Idaho could save $200,000 a year by no longer using certified mail to send two types of deficiency notices to delinquent taxpayers, and instead using first-class mail. The reason: 35 percent of certified mail is returned, simply because folks don't bother to pick it up. Today, Rep. Vito Barbieri, R-Dalton Gardens, urged the House to support HB 362, legislation from the state Tax Commission to try first-class mail instead for a year, to see how it works; the Tax Commission would report back to lawmakers after a year on the results. “Changing to first-class mail would result in more taxpayers actually receiving the notices,” Barbieri told the House. “It' is much more cost-efficient. It's good legislation.”

Rep. Lynn Luker R-Boise, said he worried about who would have the burden of proof if a delinquent taxpayer claimed he hadn't received the notice; Barbieri said Tax Commission rules require two personal phone calls to the taxpayer as well as the mailed notice. “There are safeguards in the procedure,” he said, but Luker responded, “I'm concerned about this ability to prove who sent what when and who got it.”
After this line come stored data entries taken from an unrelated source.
//! Chess piece representation.

use serde::{Deserialize, Serialize};

use crate::Color;

/// The six kinds of chess pieces.
#[derive(Debug, Clone, Copy, PartialEq, Eq, Hash, Serialize, Deserialize)]
#[serde(rename_all = "lowercase")]
#[repr(u8)]
pub enum Piece {
    Pawn = 0,
    Knight = 1,
    Bishop = 2,
    Rook = 3,
    Queen = 4,
    King = 5,
}

impl Piece {
    /// All piece kinds in order.
    pub const ALL: [Piece; 6] = [
        Piece::Pawn,
        Piece::Knight,
        Piece::Bishop,
        Piece::Rook,
        Piece::Queen,
        Piece::King,
    ];

    /// Pieces a pawn may promote to, strongest first.
    pub const PROMOTIONS: [Piece; 4] = [Piece::Queen, Piece::Rook, Piece::Bishop, Piece::Knight];

    /// Returns the index of this piece kind (0-5).
    #[inline]
    pub const fn index(self) -> usize {
        self as usize
    }

    /// Returns the FEN character for this piece with the given color.
    pub const fn to_fen_char(self, color: Color) -> char {
        let c = match self {
            Piece::Pawn => 'p',
            Piece::Knight => 'n',
            Piece::Bishop => 'b',
            Piece::Rook => 'r',
            Piece::Queen => 'q',
            Piece::King => 'k',
        };
        match color {
            Color::White => c.to_ascii_uppercase(),
            Color::Black => c,
        }
    }

    /// Parses a FEN character into a piece and color.
    pub const fn from_fen_char(c: char) -> Option<(Piece, Color)> {
        let color = if c.is_ascii_uppercase() {
            Color::White
        } else {
            Color::Black
        };
        let piece = match c.to_ascii_lowercase() {
            'p' => Piece::Pawn,
            'n' => Piece::Knight,
            'b' => Piece::Bishop,
            'r' => Piece::Rook,
            'q' => Piece::Queen,
            'k' => Piece::King,
            _ => return None,
        };
        Some((piece, color))
    }

    /// Returns the SAN letter of this piece (`None` for pawns).
    pub const fn san_char(self) -> Option<char> {
        match self {
            Piece::Pawn => None,
            Piece::Knight => Some('N'),
            Piece::Bishop => Some('B'),
            Piece::Rook => Some('R'),
            Piece::Queen => Some('Q'),
            Piece::King => Some('K'),
        }
    }

    /// Parses an upper-case SAN piece letter.
    pub const fn from_san_char(c: char) -> Option<Piece> {
        match c {
            'P' => Some(Piece::Pawn),
            'N' => Some(Piece::Knight),
            'B' => Some(Piece::Bishop),
            'R' => Some(Piece::Rook),
            'Q' => Some(Piece::Queen),
            'K' => Some(Piece::King),
            _ => None,
        }
    }

    /// Returns true if this piece is a sliding piece (bishop, rook, or queen).
    #[inline]
    pub const fn is_slider(self) -> bool {
        matches!(self, Piece::Bishop | Piece::Rook | Piece::Queen)
    }

    /// Returns true if a pawn may promote to this piece.
    #[inline]
    pub const fn is_promotion_target(self) -> bool {
        matches!(
            self,
            Piece::Knight | Piece::Bishop | Piece::Rook | Piece::Queen
        )
    }
}

impl std::fmt::Display for Piece {
    fn fmt(&self, f: &mut std::fmt::Formatter<'_>) -> std::fmt::Result {
        let name = match self {
            Piece::Pawn => "Pawn",
            Piece::Knight => "Knight",
            Piece::Bishop => "Bishop",
            Piece::Rook => "Rook",
            Piece::Queen => "Queen",
            Piece::King => "King",
        };
        write!(f, "{}", name)
    }
}
//! Claimable and automatic draw conditions that depend on history.
//!
//! Two positions repeat when they agree on placement, side to move,
//! castling rights and the en passant square. The en passant square only
//! counts while an en passant capture is actually legal, so a double push
//! nobody can answer does not make an otherwise equal position distinct.

use chess_core::{Color, Square};

use crate::movegen::generate_moves;
use crate::position::CastlingRights;
use crate::rules::FIFTY_MOVE_PLIES;
use crate::{zobrist, Bitboard, Position};

/// Identity of a position for repetition purposes.
///
/// The Zobrist hash comes first so that comparisons usually stop there.
#[derive(Debug, Clone, PartialEq, Eq, Hash)]
pub struct RepetitionKey {
    hash: u64,
    pieces: [Bitboard; 6],
    colors: [Bitboard; 2],
    side_to_move: Color,
    castling: CastlingRights,
    en_passant: Option<Square>,
}

impl RepetitionKey {
    pub fn of(position: &Position) -> Self {
        let en_passant = position
            .en_passant
            .filter(|_| generate_moves(position).iter().any(|m| m.is_en_passant()));
        RepetitionKey {
            hash: zobrist::hash(position, en_passant),
            pieces: position.pieces,
            colors: position.colors,
            side_to_move: position.side_to_move,
            castling: position.castling,
            en_passant,
        }
    }
}

/// Returns true if the fifty-move rule can be claimed.
pub fn can_claim_fifty_moves(position: &Position) -> bool {
    position.halfmove_clock >= FIFTY_MOVE_PLIES
}

/// Counts how often `current` has occurred, itself included.
///
/// `snapshots` are the earlier positions of the game, oldest first. Only
/// the last `halfmove_clock` of them are examined: a capture or pawn move
/// cannot be undone, so nothing before it can repeat.
pub fn repetition_count<'a, I>(snapshots: I, current: &Position) -> usize
where
    I: IntoIterator<Item = &'a Position>,
    I::IntoIter: DoubleEndedIterator,
{
    let key = RepetitionKey::of(current);
    1 + snapshots
        .into_iter()
        .rev()
        .take(current.halfmove_clock as usize)
        .filter(|p| p.side_to_move == current.side_to_move)
        .filter(|p| RepetitionKey::of(p) == key)
        .count()
}

/// Returns true if `current` occurred at least twice before.
pub fn can_claim_threefold_repetition<'a, I>(snapshots: I, current: &Position) -> bool
where
    I: IntoIterator<Item = &'a Position>,
    I::IntoIter: DoubleEndedIterator,
{
    repetition_count(snapshots, current) >= 3
}

/// Returns true if `current` occurred at least four times before.
pub fn is_fivefold_repetition<'a, I>(snapshots: I, current: &Position) -> bool
where
    I: IntoIterator<Item = &'a Position>,
    I::IntoIter: DoubleEndedIterator,
{
    repetition_count(snapshots, current) >= 5
}

/// Which draws the side to move could claim right now.
#[derive(Debug, Clone, Copy, PartialEq, Eq, Default)]
pub struct DrawFlags {
    pub fifty_moves: bool,
    pub threefold_repetition: bool,
}

impl DrawFlags {
    /// Evaluates both claims for `current` given the earlier positions.
    pub fn evaluate<'a, I>(snapshots: I, current: &Position) -> Self
    where
        I: IntoIterator<Item = &'a Position>,
        I::IntoIter: DoubleEndedIterator,
    {
        DrawFlags {
            fifty_moves: can_claim_fifty_moves(current),
            threefold_repetition: can_claim_threefold_repetition(snapshots, current),
        }
    }

    /// Returns true if any draw can be claimed.
    pub fn any(self) -> bool {
        self.fifty_moves || self.threefold_repetition
    }
}
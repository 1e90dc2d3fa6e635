//! Render configuration.

use serde::{Deserialize, Serialize};

/// An RGB color as written in configuration files: `[r, g, b]`.
pub type Rgb = [u8; 3];

/// Colors and sizes used to draw a board.
///
/// Every field has a default, so a TOML table only needs the keys it
/// changes:
///
/// ```toml
/// square_size = 48
/// light_square = [238, 238, 210]
/// coordinates = true
/// ```
#[derive(Debug, Clone, PartialEq, Eq, Serialize, Deserialize)]
#[serde(default)]
pub struct RenderOptions {
    /// Edge length of one square in pixels.
    pub square_size: u32,
    pub light_square: Rgb,
    pub dark_square: Rgb,
    pub white_piece: Rgb,
    pub black_piece: Rgb,
    /// Drawn around every piece so both colors stand out on both squares.
    pub outline: Rgb,
    /// Draw file letters and rank digits in a frame around the board.
    pub coordinates: bool,
    pub frame: Rgb,
    pub coordinate_color: Rgb,
}

impl RenderOptions {
    /// Smallest square that still fits a glyph pixel per cell.
    pub const MIN_SQUARE_SIZE: u32 = 16;

    /// Largest square size accepted.
    pub const MAX_SQUARE_SIZE: u32 = 256;

    /// Width of the coordinate frame, zero when coordinates are off.
    pub fn margin(&self) -> u32 {
        if self.coordinates {
            self.square_size / 2
        } else {
            0
        }
    }

    /// Edge length of the whole image in pixels.
    pub fn image_size(&self) -> u32 {
        self.square_size * 8 + self.margin() * 2
    }
}

impl Default for RenderOptions {
    fn default() -> Self {
        RenderOptions {
            square_size: 64,
            light_square: [240, 217, 181],
            dark_square: [181, 136, 99],
            white_piece: [250, 250, 250],
            black_piece: [40, 40, 40],
            outline: [20, 20, 20],
            coordinates: false,
            frame: [60, 44, 32],
            coordinate_color: [226, 196, 150],
        }
    }
}

#[cfg(test)]
mod tests {
    use super::*;

    #[test]
    fn partial_toml_keeps_defaults() {
        let options: RenderOptions = toml::from_str(
            r#"
            square_size = 32
            dark_square = [118, 150, 86]
            "#,
        )
        .unwrap();
        assert_eq!(options.square_size, 32);
        assert_eq!(options.dark_square, [118, 150, 86]);
        assert_eq!(options.light_square, RenderOptions::default().light_square);
        assert!(!options.coordinates);
    }

    #[test]
    fn image_size_accounts_for_frame() {
        let mut options = RenderOptions {
            square_size: 40,
            ..RenderOptions::default()
        };
        assert_eq!(options.image_size(), 320);
        options.coordinates = true;
        assert_eq!(options.margin(), 20);
        assert_eq!(options.image_size(), 360);
    }
}
//! Bitboard representation and operations.
//!
//! A bitboard is a 64-bit integer where each bit represents a square on the
//! chess board. This allows efficient parallel operations on multiple squares.

use chess_core::{File, Rank, Square};
use std::fmt;
use std::ops::{BitAnd, BitAndAssign, BitOr, BitOrAssign, BitXor, Not};

/// A set of squares.
///
/// Bit 0 = a1, bit 1 = b1, ..., bit 63 = h8 (little-endian rank-file mapping).
#[derive(Clone, Copy, PartialEq, Eq, Hash, Default)]
pub struct Bitboard(pub u64);

impl Bitboard {
    /// Empty bitboard (no squares set).
    pub const EMPTY: Bitboard = Bitboard(0);

    /// Full bitboard (all squares set).
    pub const FULL: Bitboard = Bitboard(!0);

    /// All light squares (h1 is light).
    pub const LIGHT_SQUARES: Bitboard = Bitboard(0x55AA_55AA_55AA_55AA);

    /// All dark squares (a1 is dark).
    pub const DARK_SQUARES: Bitboard = Bitboard(0xAA55_AA55_AA55_AA55);

    /// First and last ranks, where pawns may never stand.
    pub const BACK_RANKS: Bitboard = Bitboard(0xFF00_0000_0000_00FF);

    const FILE_A: u64 = 0x0101_0101_0101_0101;
    const RANK_1: u64 = 0xFF;

    /// Creates a bitboard with a single square set.
    #[inline]
    pub const fn from_square(sq: Square) -> Self {
        Bitboard(1u64 << sq.index())
    }

    /// Returns all squares of a rank.
    #[inline]
    pub const fn rank(rank: Rank) -> Self {
        Bitboard(Self::RANK_1 << (8 * rank.index()))
    }

    /// Returns all squares of a file.
    #[inline]
    pub const fn file(file: File) -> Self {
        Bitboard(Self::FILE_A << file.index())
    }

    /// Returns the squares of `rank` between files `a` and `b`, both included.
    pub const fn rank_span(rank: Rank, a: File, b: File) -> Self {
        let (lo, hi) = if a.index() <= b.index() {
            (a.index(), b.index())
        } else {
            (b.index(), a.index())
        };
        let width = hi - lo + 1;
        let row = ((1u64 << width) - 1) << lo;
        Bitboard(row << (8 * rank.index()))
    }

    /// Returns true if the bitboard is empty.
    #[inline]
    pub const fn is_empty(self) -> bool {
        self.0 == 0
    }

    /// Returns true if the bitboard is not empty.
    #[inline]
    pub const fn is_not_empty(self) -> bool {
        self.0 != 0
    }

    /// Returns true if more than one square is set.
    #[inline]
    pub const fn has_many(self) -> bool {
        self.0 & self.0.wrapping_sub(1) != 0
    }

    /// Returns the number of set squares.
    #[inline]
    pub const fn count(self) -> u32 {
        self.0.count_ones()
    }

    /// Returns true if the given square is set.
    #[inline]
    pub const fn contains(self, sq: Square) -> bool {
        (self.0 & (1u64 << sq.index())) != 0
    }

    /// Sets the given square.
    #[inline]
    pub fn set(&mut self, sq: Square) {
        self.0 |= 1u64 << sq.index();
    }

    /// Clears the given square.
    #[inline]
    pub fn clear(&mut self, sq: Square) {
        self.0 &= !(1u64 << sq.index());
    }

    /// Returns the lowest set square.
    #[inline]
    pub const fn first(self) -> Option<Square> {
        if self.0 == 0 {
            None
        } else {
            Square::from_index(self.0.trailing_zeros() as u8)
        }
    }

    /// Returns the highest set square.
    #[inline]
    pub const fn last(self) -> Option<Square> {
        if self.0 == 0 {
            None
        } else {
            Square::from_index(63 - self.0.leading_zeros() as u8)
        }
    }

    /// Removes and returns the lowest set square.
    #[inline]
    pub fn pop(&mut self) -> Option<Square> {
        let sq = self.first()?;
        self.0 &= self.0 - 1;
        Some(sq)
    }

    /// Shifts every square one rank toward rank 8.
    #[inline]
    pub const fn north(self) -> Bitboard {
        Bitboard(self.0 << 8)
    }

    /// Shifts every square one rank toward rank 1.
    #[inline]
    pub const fn south(self) -> Bitboard {
        Bitboard(self.0 >> 8)
    }
}

impl BitAnd for Bitboard {
    type Output = Self;
    #[inline]
    fn bitand(self, rhs: Self) -> Self::Output {
        Bitboard(self.0 & rhs.0)
    }
}

impl BitAndAssign for Bitboard {
    #[inline]
    fn bitand_assign(&mut self, rhs: Self) {
        self.0 &= rhs.0;
    }
}

impl BitOr for Bitboard {
    type Output = Self;
    #[inline]
    fn bitor(self, rhs: Self) -> Self::Output {
        Bitboard(self.0 | rhs.0)
    }
}

impl BitOrAssign for Bitboard {
    #[inline]
    fn bitor_assign(&mut self, rhs: Self) {
        self.0 |= rhs.0;
    }
}

impl BitXor for Bitboard {
    type Output = Self;
    #[inline]
    fn bitxor(self, rhs: Self) -> Self::Output {
        Bitboard(self.0 ^ rhs.0)
    }
}

impl Not for Bitboard {
    type Output = Self;
    #[inline]
    fn not(self) -> Self::Output {
        Bitboard(!self.0)
    }
}

impl fmt::Debug for Bitboard {
    fn fmt(&self, f: &mut fmt::Formatter<'_>) -> fmt::Result {
        writeln!(f, "Bitboard({:#018x})", self.0)?;
        for rank in Rank::ALL.iter().rev() {
            write!(f, "{} ", rank)?;
            for file in File::ALL {
                let mark = if self.contains(Square::new(file, *rank)) {
                    'X'
                } else {
                    '.'
                };
                write!(f, "{} ", mark)?;
            }
            writeln!(f)?;
        }
        writeln!(f, "  a b c d e f g h")
    }
}

/// Iterator over set squares in a bitboard, lowest first.
pub struct BitboardIter(Bitboard);

impl Iterator for BitboardIter {
    type Item = Square;

    #[inline]
    fn next(&mut self) -> Option<Self::Item> {
        self.0.pop()
    }

    #[inline]
    fn size_hint(&self) -> (usize, Option<usize>) {
        let count = self.0.count() as usize;
        (count, Some(count))
    }
}

impl IntoIterator for Bitboard {
    type Item = Square;
    type IntoIter = BitboardIter;

    #[inline]
    fn into_iter(self) -> Self::IntoIter {
        BitboardIter(self)
    }
}

impl FromIterator<Square> for Bitboard {
    fn from_iter<I: IntoIterator<Item = Square>>(iter: I) -> Self {
        let mut bb = Bitboard::EMPTY;
        for sq in iter {
            bb.set(sq);
        }
        bb
    }
}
House Rev & Tax Chairman Dennis Lake noted that the bill is just to try the different procedure for a year. “We thought, take a look at it, because of the savings and because people simply don't bother to pick up that certified mail,” he said, and “claim they don't have notice.”

The bill then passed the House on a 60-8 vote; among those voting “no” was Barbieri's fellow District 3 lawmaker, Rep. Phil Hart, R-Athol, who currently has an appeal of past-due state income taxes pending before the Idaho Supreme Court. The other “no” votes were Reps. Loertscher, Shepherd, Andrus, Marriott, Patrick, McMillan and Barrett; the bill now moves to the Senate side.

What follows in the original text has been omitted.